W uzasadnieniu organ rentowy wskazał, że na gruncie przepisów rozporządzenia Rady Ministrów z 1983 r., tylko praca kierowcy ciągnika w transporcie i łączności, wykonywana stale i w pełnym wymiarze czasu pracy, uzasadniałaby zakwalifikowanie stażu pracy odwołującego się w spornym okresie w Spółdzielni Kółek Rolniczych w B. do okresu pracy w warunkach szczególnych. Pod rządami przepisów rozporządzenia Rady Ministrów z 1956 r. praca traktorzysty wykonywana przez odwołującego się nie była pracą w warunkach szczególnych, albowiem nie była wykonywana stale i w pełnym wymiarze godzin obowiązujących w resorcie transport i łączność. W konsekwencji tego, na podstawie przepisów tego rozporządzenia odwołujący się nie nabył prawa do emerytury z tytułu pracy w warunkach szczególnych.

W odpowiedzi na skargę kasacyjną wnioskodawca wniósł o jej oddalenia i zasądzenie kosztów postępowania.

Rozpoznając skargę kasacyjną organu rentowego, Sąd Najwyższy zwrócił się do powiększonego składu o rozstrzygnięcie zagadnienia prawnego o następującej treści: „Czy pracę kierowcy ciągnika (traktorzysty) w rolnictwie przypadającą w okresie obowiązywania rozporządzenia Rady Ministrów z dnia 10 września 1956 r. w sprawie zaliczania pracowników do kategorii zatrudnienia (Dz.U. z 1956 r. Nr 39, poz. 176 ze zm.), wymienioną pod poz. 1 w dziale XVII w wykazie prac wykonywanych w warunkach szkodliwych dla zdrowia, uprawniających do zaliczenia do pierwszej kategorii zatrudnienia załączonym do tego rozporządzenia, uwzględnia się przy ustalaniu okresu zatrudnienia w szczególnych warunkach, o którym mowa w art. 184 ust. 1 pkt 1 w związku z art. 32 ustawy z dnia 17 grudnia 1998 r. o emeryturach i rentach z Funduszu Ubezpieczeń Społecznych (jednolity tekst: Dz.U. z 2018 r., poz. 1270 ze zm.), na podstawie § 19 ust. 2 rozporządzenia Rady Ministrów z dnia 7 lutego 1983 r. w sprawie wieku emerytalnego pracowników zatrudnionych w szczególnych warunkach lub w szczególnym charakterze (Dz.U. z 1983 r. Nr 8, poz. 43 ze zm.) oraz § 9 rozporządzenia Rady Ministrów z dnia 4 maja 1979 r. w sprawie pierwszej kategorii zatrudnienia (Dz.U. z 1979 r. Nr 13, poz. 86 i z 1981 r. Nr 32, poz. 186)?”

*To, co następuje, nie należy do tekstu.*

//! # Graphics
//!
//! Camera, geometry, scene state, picking and the wgpu rendering layer.

pub mod camera;
pub mod geometry;
pub mod picking;
pub mod rendering;
pub mod resources;
pub mod scene;
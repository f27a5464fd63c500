use cgmath::Vector3;

use crate::gfx::camera::{CameraController, CameraManager, OrbitCamera};
use crate::gfx::picking::{pick_nearest, Ray};

use super::object::{SceneObject, ShapeKind};

/// Initial camera position
const CAMERA_EYE: Vector3<f32> = Vector3::new(0.0, 2.0, 5.0);

/// Logical scene state
///
/// Owns the camera, the three objects and the viewer toggles. The renderer
/// reads from here every frame; the UI and input handling write to it.
pub struct Scene {
    pub camera_manager: CameraManager,
    objects: Vec<SceneObject>,
    selected: Option<ShapeKind>,
    pub bloom_enabled: bool,
    pub outline_enabled: bool,
    pub ambient_intensity: f32,
}

impl Scene {
    pub fn new(aspect: f32) -> Self {
        let camera = OrbitCamera::from_eye(CAMERA_EYE, Vector3::new(0.0, 0.0, 0.0), aspect);
        let controller = CameraController::new(0.005, 0.8);

        Self {
            camera_manager: CameraManager::new(camera, controller),
            objects: ShapeKind::ALL.iter().map(|&kind| SceneObject::new(kind)).collect(),
            selected: None,
            bloom_enabled: false,
            outline_enabled: false,
            ambient_intensity: 0.5,
        }
    }

    pub fn objects(&self) -> &[SceneObject] {
        &self.objects
    }

    pub fn objects_mut(&mut self) -> &mut [SceneObject] {
        &mut self.objects
    }

    pub fn object(&self, kind: ShapeKind) -> &SceneObject {
        &self.objects[Self::index_of(kind)]
    }

    pub fn object_mut(&mut self, kind: ShapeKind) -> &mut SceneObject {
        &mut self.objects[Self::index_of(kind)]
    }

    fn index_of(kind: ShapeKind) -> usize {
        ShapeKind::ALL
            .iter()
            .position(|&k| k == kind)
            .unwrap_or(0)
    }

    pub fn selected(&self) -> Option<ShapeKind> {
        self.selected
    }

    pub fn selected_object(&self) -> Option<&SceneObject> {
        self.selected.map(|kind| self.object(kind))
    }

    pub fn selected_object_mut(&mut self) -> Option<&mut SceneObject> {
        self.selected.map(move |kind| self.object_mut(kind))
    }

    /// Selects an object, from either the dropdown or a click
    pub fn select(&mut self, kind: ShapeKind) {
        self.selected = Some(kind);
    }

    /// The object the outline effect should highlight this frame
    pub fn outline_target(&self) -> Option<ShapeKind> {
        if self.outline_enabled {
            self.selected
        } else {
            None
        }
    }

    /// Casts a ray through the clicked pixel and selects the nearest hit.
    ///
    /// A click on empty space keeps the current selection.
    pub fn handle_click(&mut self, x: f32, y: f32, width: f32, height: f32) {
        let view_proj = self.camera_manager.get_view_proj_matrix();
        let Some(ray) = Ray::from_screen(x, y, width, height, view_proj) else {
            return;
        };

        let boxes: Vec<_> = self.objects.iter().map(|o| o.world_aabb()).collect();
        if let Some(index) = pick_nearest(&ray, &boxes) {
            self.selected = Some(self.objects[index].kind);
        }
    }

    /// Advances the scene by one frame: camera damping, free flight and
    /// idle rotations
    pub fn tick(&mut self, forward: bool, backward: bool, left: bool, right: bool) {
        self.camera_manager.tick();
        self.camera_manager
            .camera
            .fly(forward, backward, left, right);

        for object in &mut self.objects {
            object.advance_rotation();
        }
    }
}

#[cfg(test)]
mod tests {
    use super::*;

    fn scene() -> Scene {
        Scene::new(16.0 / 9.0)
    }

    /// Projects the world-space center of an object to window coordinates.
    fn screen_position_of(scene: &Scene, kind: ShapeKind, width: f32, height: f32) -> (f32, f32) {
        let clip = scene.camera_manager.get_view_proj_matrix()
            * scene.object(kind).position.extend(1.0);
        let ndc_x = clip.x / clip.w;
        let ndc_y = clip.y / clip.w;
        ((ndc_x + 1.0) / 2.0 * width, (1.0 - ndc_y) / 2.0 * height)
    }

    #[test]
    fn test_starts_with_nothing_selected() {
        let scene = scene();
        assert_eq!(scene.selected(), None);
        assert!(!scene.bloom_enabled);
        assert!(!scene.outline_enabled);
        assert_eq!(scene.ambient_intensity, 0.5);
    }

    #[test]
    fn test_click_on_each_object_selects_it() {
        let mut scene = scene();
        for kind in ShapeKind::ALL {
            let (x, y) = screen_position_of(&scene, kind, 1280.0, 720.0);
            scene.handle_click(x, y, 1280.0, 720.0);
            assert_eq!(scene.selected(), Some(kind));
        }
    }

    #[test]
    fn test_dropdown_and_click_agree() {
        let mut by_click = scene();
        let (x, y) = screen_position_of(&by_click, ShapeKind::Cylinder, 1280.0, 720.0);
        by_click.handle_click(x, y, 1280.0, 720.0);

        let mut by_dropdown = scene();
        by_dropdown.select(ShapeKind::Cylinder);

        assert_eq!(by_click.selected(), by_dropdown.selected());
    }

    #[test]
    fn test_miss_click_keeps_selection() {
        let mut scene = scene();
        scene.select(ShapeKind::Sphere);

        // Top-left corner is sky.
        scene.handle_click(1.0, 1.0, 1280.0, 720.0);
        assert_eq!(scene.selected(), Some(ShapeKind::Sphere));
    }

    #[test]
    fn test_outline_targets_latest_selection_only() {
        let mut scene = scene();
        assert_eq!(scene.outline_target(), None);

        scene.select(ShapeKind::Cube);
        assert_eq!(scene.outline_target(), None, "outline disabled");

        scene.outline_enabled = true;
        assert_eq!(scene.outline_target(), Some(ShapeKind::Cube));

        scene.select(ShapeKind::Sphere);
        assert_eq!(scene.outline_target(), Some(ShapeKind::Sphere));
    }

    #[test]
    fn test_mutating_one_object_leaves_others_alone() {
        let mut scene = scene();

        scene.select(ShapeKind::Cylinder);
        if let Some(object) = scene.selected_object_mut() {
            object.set_color([0.0, 0.0, 0.0]);
        }

        scene.select(ShapeKind::Sphere);
        let sphere = scene.object(ShapeKind::Sphere);
        assert_eq!(sphere.color, ShapeKind::Sphere.default_color());
        assert_eq!(
            scene.object(ShapeKind::Cylinder).color,
            [0.0, 0.0, 0.0],
            "cylinder keeps its new color"
        );
    }

    #[test]
    fn test_tick_advances_only_rotating_objects() {
        let mut scene = scene();
        scene.object_mut(ShapeKind::Sphere).toggle_rotation();

        scene.tick(false, false, false, false);

        assert!(scene.object(ShapeKind::Cube).rotation.x > 0.0);
        assert_eq!(scene.object(ShapeKind::Sphere).rotation.y, 0.0);
        assert!(scene.object(ShapeKind::Cylinder).rotation.x > 0.0);
    }
}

Sąd Najwyższy w składzie siedmioosobowym podjął w dniu 8 sierpnia 2019 r. uchwałę, w której stwierdził, że pracy traktorzysty w rolnictwie wykonywanej w okresie obowiązywania rozporządzenia Rady Ministrów z dnia 10 września 1956 r. w sprawie zaliczania pracowników do kategorii zatrudnienia (Dz.U. Nr 39, poz. 176 ze zm.) nie uważa się za okres zatrudnienia w szczególnych warunkach, o którym mowa w art. 184 ust. 1 pkt 1 w związku z art. 32 ustawy z dnia 17 grudnia 1998 r. o emeryturach i rentach z Funduszu Ubezpieczeń Społecznych (jednolity tekst: Dz.U. z 2018 r., poz. 1270 ze zm.).

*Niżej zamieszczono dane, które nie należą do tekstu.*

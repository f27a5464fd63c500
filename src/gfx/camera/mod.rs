//! # Camera System
//!
//! Orbit camera with damped drag controls, scroll zoom and free WASD flight.

pub mod camera_controller;
pub mod camera_utils;
pub mod orbit_camera;

pub use camera_controller::CameraController;
pub use camera_utils::{CameraManager, CameraUniform};
pub use orbit_camera::OrbitCamera;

W uzasadnieniu uchwały Sąd Najwyższy podkreślił, że rozbieżność orzecznicza w kwestii objętej przedstawionym zagadnieniem prawnym wystąpiła w sprawach, w których przedmiotem sporu było prawo do emerytury w obniżonym wieku emerytalnym, o której mowa w art. 184 w związku z art. 32 ustawy emerytalnej i przepisach rozporządzenia RM z 1983 r., a ściślej - problem legitymowania się przez ubezpieczonych co najmniej 15-letnim okresem wykonywania prac w szczególnych warunkach w rozumieniu art. 32 ustawy emerytalnej.

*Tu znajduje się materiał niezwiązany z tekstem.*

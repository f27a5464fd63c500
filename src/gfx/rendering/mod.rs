//! # Rendering
//!
//! wgpu render engine, pipeline registry and post-processing chain.

pub mod pipeline_manager;
pub mod post;
pub mod render_engine;

pub use pipeline_manager::{PipelineConfig, PipelineManager};
pub use render_engine::RenderEngine;
// src/wgpu_utils/mod.rs
//! WGPU utility functions and helpers
//!
//! Provides convenient wrappers and builders for common wgpu operations.

pub mod binding_builder;
pub mod binding_types;
pub mod uniform_buffer;

// Re-export main types
pub use binding_builder::{BindGroupBuilder, BindGroupLayoutBuilder, BindGroupLayoutWithDesc};
pub use binding_types::*;
pub use uniform_buffer::UniformBuffer;
//! Offscreen targets and bind groups for the post-processing chain
//!
//! The scene renders into one of two ping-pong color buffers. Each enabled
//! effect reads the current buffer and writes the other, and the final blit
//! copies whichever buffer is current onto the swapchain.

use crate::gfx::resources::Texture;
use crate::wgpu_utils::{
    binding_types, BindGroupBuilder, BindGroupLayoutBuilder, BindGroupLayoutWithDesc,
    UniformBuffer,
};

/// Intermediate color format, linear with headroom for bloom
pub const COLOR_FORMAT: wgpu::TextureFormat = wgpu::TextureFormat::Rgba16Float;
/// Single-channel silhouette mask format
pub const MASK_FORMAT: wgpu::TextureFormat = wgpu::TextureFormat::R8Unorm;

pub const BLOOM_STRENGTH: f32 = 0.5;
pub const BLOOM_THRESHOLD: f32 = 0.85;
pub const OUTLINE_THICKNESS: f32 = 1.5;

/// Generic parameter block for fullscreen passes
#[repr(C)]
#[derive(Copy, Clone, Debug, bytemuck::Pod, bytemuck::Zeroable)]
pub struct PostParams {
    pub params: [f32; 4],
}

/// Ping-pong buffer selector
#[derive(Debug, Clone, Copy, PartialEq, Eq)]
pub enum PingPong {
    A,
    B,
}

impl PingPong {
    pub fn other(self) -> Self {
        match self {
            PingPong::A => PingPong::B,
            PingPong::B => PingPong::A,
        }
    }

    fn index(self) -> usize {
        match self {
            PingPong::A => 0,
            PingPong::B => 1,
        }
    }
}

pub struct PostStack {
    pub sample_layout: BindGroupLayoutWithDesc,
    pub composite_layout: BindGroupLayoutWithDesc,
    pub blit_layout: BindGroupLayoutWithDesc,

    color: [Texture; 2],
    bloom: [Texture; 2],
    mask: Texture,

    extract_params: UniformBuffer<PostParams>,
    blur_h_params: UniformBuffer<PostParams>,
    blur_v_params: UniformBuffer<PostParams>,
    bloom_composite_params: UniformBuffer<PostParams>,
    outline_params: UniformBuffer<PostParams>,

    extract_bind_groups: [wgpu::BindGroup; 2],
    blur_h_bind_group: wgpu::BindGroup,
    blur_v_bind_group: wgpu::BindGroup,
    bloom_composite_bind_groups: [wgpu::BindGroup; 2],
    outline_composite_bind_groups: [wgpu::BindGroup; 2],
    blit_bind_groups: [wgpu::BindGroup; 2],
}

impl PostStack {
    pub fn new(device: &wgpu::Device, width: u32, height: u32) -> Self {
        let sample_layout = BindGroupLayoutBuilder::new()
            .next_binding_fragment(binding_types::texture_2d())
            .next_binding_fragment(binding_types::sampler(wgpu::SamplerBindingType::Filtering))
            .next_binding_fragment(binding_types::uniform())
            .create(device, "post sample layout");

        let composite_layout = BindGroupLayoutBuilder::new()
            .next_binding_fragment(binding_types::texture_2d())
            .next_binding_fragment(binding_types::sampler(wgpu::SamplerBindingType::Filtering))
            .next_binding_fragment(binding_types::texture_2d())
            .next_binding_fragment(binding_types::sampler(wgpu::SamplerBindingType::Filtering))
            .next_binding_fragment(binding_types::uniform())
            .create(device, "post composite layout");

        let blit_layout = BindGroupLayoutBuilder::new()
            .next_binding_fragment(binding_types::texture_2d())
            .next_binding_fragment(binding_types::sampler(wgpu::SamplerBindingType::Filtering))
            .create(device, "blit layout");

        let texel = texel_size(width, height);
        let extract_params = UniformBuffer::new_with_data(
            device,
            &PostParams {
                params: [BLOOM_THRESHOLD, 0.0, 0.0, 0.0],
            },
        );
        let blur_h_params = UniformBuffer::new_with_data(
            device,
            &PostParams {
                params: [1.0, 0.0, texel[0], texel[1]],
            },
        );
        let blur_v_params = UniformBuffer::new_with_data(
            device,
            &PostParams {
                params: [0.0, 1.0, texel[0], texel[1]],
            },
        );
        let bloom_composite_params = UniformBuffer::new_with_data(
            device,
            &PostParams {
                params: [BLOOM_STRENGTH, 0.0, 0.0, 0.0],
            },
        );
        let outline_params = UniformBuffer::new_with_data(
            device,
            &PostParams {
                params: [texel[0], texel[1], OUTLINE_THICKNESS, 0.0],
            },
        );

        let (color, bloom, mask) = Self::create_targets(device, width, height);
        let bind_groups = Self::create_bind_groups(
            device,
            &sample_layout,
            &composite_layout,
            &blit_layout,
            &color,
            &bloom,
            &mask,
            &extract_params,
            &blur_h_params,
            &blur_v_params,
            &bloom_composite_params,
            &outline_params,
        );

        Self {
            sample_layout,
            composite_layout,
            blit_layout,
            color,
            bloom,
            mask,
            extract_params,
            blur_h_params,
            blur_v_params,
            bloom_composite_params,
            outline_params,
            extract_bind_groups: bind_groups.0,
            blur_h_bind_group: bind_groups.1,
            blur_v_bind_group: bind_groups.2,
            bloom_composite_bind_groups: bind_groups.3,
            outline_composite_bind_groups: bind_groups.4,
            blit_bind_groups: bind_groups.5,
        }
    }

    fn create_targets(
        device: &wgpu::Device,
        width: u32,
        height: u32,
    ) -> ([Texture; 2], [Texture; 2], Texture) {
        let color = [
            Texture::create_render_target(device, width, height, COLOR_FORMAT, "scene color a"),
            Texture::create_render_target(device, width, height, COLOR_FORMAT, "scene color b"),
        ];
        let bloom = [
            Texture::create_render_target(device, width, height, COLOR_FORMAT, "bloom a"),
            Texture::create_render_target(device, width, height, COLOR_FORMAT, "bloom b"),
        ];
        let mask = Texture::create_render_target(device, width, height, MASK_FORMAT, "outline mask");
        (color, bloom, mask)
    }

    #[allow(clippy::too_many_arguments)]
    fn create_bind_groups(
        device: &wgpu::Device,
        sample_layout: &BindGroupLayoutWithDesc,
        composite_layout: &BindGroupLayoutWithDesc,
        blit_layout: &BindGroupLayoutWithDesc,
        color: &[Texture; 2],
        bloom: &[Texture; 2],
        mask: &Texture,
        extract_params: &UniformBuffer<PostParams>,
        blur_h_params: &UniformBuffer<PostParams>,
        blur_v_params: &UniformBuffer<PostParams>,
        bloom_composite_params: &UniformBuffer<PostParams>,
        outline_params: &UniformBuffer<PostParams>,
    ) -> (
        [wgpu::BindGroup; 2],
        wgpu::BindGroup,
        wgpu::BindGroup,
        [wgpu::BindGroup; 2],
        [wgpu::BindGroup; 2],
        [wgpu::BindGroup; 2],
    ) {
        let extract = [0, 1].map(|i| {
            BindGroupBuilder::new(sample_layout)
                .texture(&color[i].view)
                .sampler(&color[i].sampler)
                .resource(extract_params.binding_resource())
                .create(device, "bloom extract bind group")
        });

        let blur_h = BindGroupBuilder::new(sample_layout)
            .texture(&bloom[0].view)
            .sampler(&bloom[0].sampler)
            .resource(blur_h_params.binding_resource())
            .create(device, "bloom blur h bind group");

        let blur_v = BindGroupBuilder::new(sample_layout)
            .texture(&bloom[1].view)
            .sampler(&bloom[1].sampler)
            .resource(blur_v_params.binding_resource())
            .create(device, "bloom blur v bind group");

        let bloom_composite = [0, 1].map(|i| {
            BindGroupBuilder::new(composite_layout)
                .texture(&color[i].view)
                .sampler(&color[i].sampler)
                .texture(&bloom[0].view)
                .sampler(&bloom[0].sampler)
                .resource(bloom_composite_params.binding_resource())
                .create(device, "bloom composite bind group")
        });

        let outline_composite = [0, 1].map(|i| {
            BindGroupBuilder::new(composite_layout)
                .texture(&color[i].view)
                .sampler(&color[i].sampler)
                .texture(&mask.view)
                .sampler(&mask.sampler)
                .resource(outline_params.binding_resource())
                .create(device, "outline composite bind group")
        });

        let blit = [0, 1].map(|i| {
            BindGroupBuilder::new(blit_layout)
                .texture(&color[i].view)
                .sampler(&color[i].sampler)
                .create(device, "blit bind group")
        });

        (extract, blur_h, blur_v, bloom_composite, outline_composite, blit)
    }

    /// Recreates the offscreen targets and texel-size uniforms
    pub fn resize(&mut self, device: &wgpu::Device, queue: &wgpu::Queue, width: u32, height: u32) {
        let (color, bloom, mask) = Self::create_targets(device, width, height);
        self.color = color;
        self.bloom = bloom;
        self.mask = mask;

        let texel = texel_size(width, height);
        self.blur_h_params.update_content(
            queue,
            PostParams {
                params: [1.0, 0.0, texel[0], texel[1]],
            },
        );
        self.blur_v_params.update_content(
            queue,
            PostParams {
                params: [0.0, 1.0, texel[0], texel[1]],
            },
        );
        self.outline_params.update_content(
            queue,
            PostParams {
                params: [texel[0], texel[1], OUTLINE_THICKNESS, 0.0],
            },
        );

        let bind_groups = Self::create_bind_groups(
            device,
            &self.sample_layout,
            &self.composite_layout,
            &self.blit_layout,
            &self.color,
            &self.bloom,
            &self.mask,
            &self.extract_params,
            &self.blur_h_params,
            &self.blur_v_params,
            &self.bloom_composite_params,
            &self.outline_params,
        );
        self.extract_bind_groups = bind_groups.0;
        self.blur_h_bind_group = bind_groups.1;
        self.blur_v_bind_group = bind_groups.2;
        self.bloom_composite_bind_groups = bind_groups.3;
        self.outline_composite_bind_groups = bind_groups.4;
        self.blit_bind_groups = bind_groups.5;
    }

    pub fn color_view(&self, which: PingPong) -> &wgpu::TextureView {
        &self.color[which.index()].view
    }

    pub fn bloom_view(&self, index: usize) -> &wgpu::TextureView {
        &self.bloom[index].view
    }

    pub fn mask_view(&self) -> &wgpu::TextureView {
        &self.mask.view
    }

    pub fn extract_bind_group(&self, source: PingPong) -> &wgpu::BindGroup {
        &self.extract_bind_groups[source.index()]
    }

    pub fn blur_h_bind_group(&self) -> &wgpu::BindGroup {
        &self.blur_h_bind_group
    }

    pub fn blur_v_bind_group(&self) -> &wgpu::BindGroup {
        &self.blur_v_bind_group
    }

    pub fn bloom_composite_bind_group(&self, source: PingPong) -> &wgpu::BindGroup {
        &self.bloom_composite_bind_groups[source.index()]
    }

    pub fn outline_composite_bind_group(&self, source: PingPong) -> &wgpu::BindGroup {
        &self.outline_composite_bind_groups[source.index()]
    }

    pub fn blit_bind_group(&self, source: PingPong) -> &wgpu::BindGroup {
        &self.blit_bind_groups[source.index()]
    }
}

fn texel_size(width: u32, height: u32) -> [f32; 2] {
    [1.0 / width.max(1) as f32, 1.0 / height.max(1) as f32]
}

#[cfg(test)]
mod tests {
    use super::*;

    #[test]
    fn test_ping_pong_alternates() {
        assert_eq!(PingPong::A.other(), PingPong::B);
        assert_eq!(PingPong::B.other().other(), PingPong::B);
    }

    #[test]
    fn test_texel_size_never_divides_by_zero() {
        let texel = texel_size(0, 0);
        assert!(texel[0].is_finite() && texel[1].is_finite());
    }
}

W sprawach tych Sąd Najwyższy jednolicie przyjmuje, że wiek emerytalny (obniżony w stosunku do określonego w art. 27 pkt 1 ustawy), rodzaje prac lub stanowisk oraz warunki, na podstawie których pracownikom zatrudnionym w szczególnych warunkach przysługuje prawo do emerytury, ustala się na podstawie przepisów rozporządzenia RM z 1983 r. Pogląd ten został wyrażony w uchwale składu siedmiu sędziów Sądu Najwyższego z dnia 13 lutego 2002 r., III ZP 30/01 (OSNAPiUS 2002 nr 10, poz. 243). W uchwale tej nie wykluczono też dalszego obowiązywania (na podstawie art. 32 ust. 4 ustawy emerytalnej) § 19 ust. 2 rozporządzenia RM z 1983 r. W orzeczeniach tych podkreśla się, że w argumentacji uchwały brak wprawdzie jakiegokolwiek odniesienia do tego przepisu, podobnie zresztą jak § 19 ust. 1, jednakże nie ma wątpliwości, że ten ostatni przepis, stanowiąc, że przy ustalaniu okresów pracy, o których mowa w § 2, uwzględnia się również okresy takiej pracy (służby) wykonywanej przed dniem wejścia w życie rozporządzenia, również wchodzi w materię objętą art. 32 ust. 4 ustawy emerytalnej. Najistotniejsze jest jednak to, że także § 19 ust. 2 odnosi się do ustawowego odesłania, a przez zagwarantowanie zachowania dotychczasowych uprawnień rozszerza on katalog prac wykonywanych w szczególnych warunkach, o których mowa w § 4. Innymi słowy, jest to przepis, który wskazuje rodzaje prac uznawanych za prace w szczególnych warunkach (oprócz wymienionych w wykazach A i B) i są nimi prace dotychczas zaliczane do pierwszej kategorii zatrudnienia.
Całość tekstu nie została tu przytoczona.